╔══

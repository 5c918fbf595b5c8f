//! Birth moment → four pillars.
//!
//! Uses the simplified Gregorian offsets: the year pillar turns on 1 January
//! and the month pillar on the civil month, not on solar terms.

use chrono::{Datelike, NaiveDate};
use serde::{Deserialize, Serialize};

use crate::cycle::{Branch, Pillar, Stem};
use crate::error::{BaziError, Result};

/// 1900-01-01 is a 庚子 day.
const DAY_EPOCH: (i32, u32, u32) = (1900, 1, 1);
const DAY_EPOCH_STEM: i64 = 6;
const DAY_EPOCH_BRANCH: i64 = 0;

/// A validated civil birth moment
#[derive(Debug, Clone, Copy, PartialEq, Eq, Serialize, Deserialize)]
pub struct BirthMoment {
    pub date: NaiveDate,
    pub hour: u32,
}

impl BirthMoment {
    pub fn new(year: i32, month: u32, day: u32, hour: u32) -> Result<Self> {
        let date = validate_date(year, month, day)?;
        if hour > 23 {
            return Err(BaziError::InvalidInput(format!(
                "hour {} outside 0..=23",
                hour
            )));
        }
        Ok(Self { date, hour })
    }

    pub fn year(&self) -> i32 {
        self.date.year()
    }

    pub fn month(&self) -> u32 {
        self.date.month()
    }

    pub fn day(&self) -> u32 {
        self.date.day()
    }
}

fn validate_month(month: u32) -> Result<()> {
    if !(1..=12).contains(&month) {
        return Err(BaziError::InvalidInput(format!(
            "month {} outside 1..=12",
            month
        )));
    }
    Ok(())
}

fn validate_date(year: i32, month: u32, day: u32) -> Result<NaiveDate> {
    validate_month(month)?;
    NaiveDate::from_ymd_opt(year, month, day).ok_or_else(|| {
        BaziError::InvalidInput(format!("{:04}-{:02}-{:02} is not a calendar date", year, month, day))
    })
}

/// The four pillars of a birth moment
#[derive(Debug, Clone, PartialEq, Eq, Serialize, Deserialize)]
pub struct FourPillars {
    pub year: Pillar,
    pub month: Pillar,
    pub day: Pillar,
    pub hour: Pillar,
    /// Eight-character concatenation, year first
    pub symbol: String,
}

impl FourPillars {
    pub fn new(year: Pillar, month: Pillar, day: Pillar, hour: Pillar) -> Self {
        let symbol = format!("{}{}{}{}", year, month, day, hour);
        Self {
            year,
            month,
            day,
            hour,
            symbol,
        }
    }

    /// Year, month, day, hour
    pub fn pillars(&self) -> [Pillar; 4] {
        [self.year, self.month, self.day, self.hour]
    }

    pub fn branches(&self) -> [Branch; 4] {
        self.pillars().map(|p| p.branch)
    }

    /// 納音 of each pillar, year first
    pub fn na_yin(&self) -> [Option<&'static str>; 4] {
        self.pillars().map(|p| p.na_yin())
    }
}

fn year_stem_index(year: i32) -> i64 {
    (year as i64 - 4).rem_euclid(10)
}

pub fn year_pillar(year: i32) -> Pillar {
    let offset = year as i64 - 4;
    Pillar::new(Stem::from_index(offset), Branch::from_index(offset))
}

pub fn month_pillar(year: i32, month: u32) -> Result<Pillar> {
    validate_month(month)?;
    Ok(month_pillar_for(year, month))
}

fn month_pillar_for(year: i32, month: u32) -> Pillar {
    let stem = Stem::from_index(year_stem_index(year) * 2 + month as i64 - 1);
    let branch = Branch::from_index(month as i64 + 1);
    Pillar::new(stem, branch)
}

/// Whole days from the epoch to `date`, counted on calendar dates.
pub fn days_since_epoch(date: NaiveDate) -> i64 {
    let (y, m, d) = DAY_EPOCH;
    // The epoch is a valid constant date.
    let epoch = NaiveDate::from_ymd_opt(y, m, d).unwrap_or(NaiveDate::MIN);
    date.signed_duration_since(epoch).num_days()
}

pub fn day_pillar(year: i32, month: u32, day: u32) -> Result<Pillar> {
    let date = validate_date(year, month, day)?;
    Ok(day_pillar_for(date))
}

fn day_pillar_for(date: NaiveDate) -> Pillar {
    let offset = days_since_epoch(date);
    Pillar::new(
        Stem::from_index(offset + DAY_EPOCH_STEM),
        Branch::from_index(offset + DAY_EPOCH_BRANCH),
    )
}

/// Stem of the 子 hour for a given day stem (甲己還加甲 …).
fn rat_hour_stem(day_stem: Stem) -> i64 {
    match day_stem {
        Stem::Jia | Stem::Ji => 0,
        Stem::Yi | Stem::Geng => 2,
        Stem::Bing | Stem::Xin => 4,
        Stem::Ding | Stem::Ren => 6,
        Stem::Wu | Stem::Gui => 8,
    }
}

pub fn hour_pillar(year: i32, month: u32, day: u32, hour: u32) -> Result<Pillar> {
    let moment = BirthMoment::new(year, month, day, hour)?;
    let day_stem = day_pillar_for(moment.date).stem;
    Ok(hour_pillar_for(day_stem, moment.hour))
}

fn hour_pillar_for(day_stem: Stem, hour: u32) -> Pillar {
    let branch = Branch::for_hour(hour);
    let stem = Stem::from_index(rat_hour_stem(day_stem) + branch.index() as i64);
    Pillar::new(stem, branch)
}

pub fn calculate(year: i32, month: u32, day: u32, hour: u32) -> Result<FourPillars> {
    let moment = BirthMoment::new(year, month, day, hour)?;
    Ok(calculate_for(&moment))
}

pub fn calculate_for(moment: &BirthMoment) -> FourPillars {
    let year = moment.year();
    let day = day_pillar_for(moment.date);
    let pillars = FourPillars::new(
        year_pillar(year),
        month_pillar_for(year, moment.month()),
        day,
        hour_pillar_for(day.stem, moment.hour),
    );
    tracing::debug!(date = %moment.date, hour = moment.hour, pillars = %pillars.symbol, "Calculated pillars");
    pillars
}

╚══

**What to work on**
Take the line above containing "self.date.month()", the line containing "a birth moment", and all lines in between, and copy them exactly without anything else.

**Task result**
        self.date.month()
    }

    pub fn day(&self) -> u32 {
        self.date.day()
    }
}

fn validate_month(month: u32) -> Result<()> {
    if !(1..=12).contains(&month) {
        return Err(BaziError::InvalidInput(format!(
            "month {} outside 1..=12",
            month
        )));
    }
    Ok(())
}

fn validate_date(year: i32, month: u32, day: u32) -> Result<NaiveDate> {
    validate_month(month)?;
    NaiveDate::from_ymd_opt(year, month, day).ok_or_else(|| {
        BaziError::InvalidInput(format!("{:04}-{:02}-{:02} is not a calendar date", year, month, day))
    })
}

/// The four pillars of a birth moment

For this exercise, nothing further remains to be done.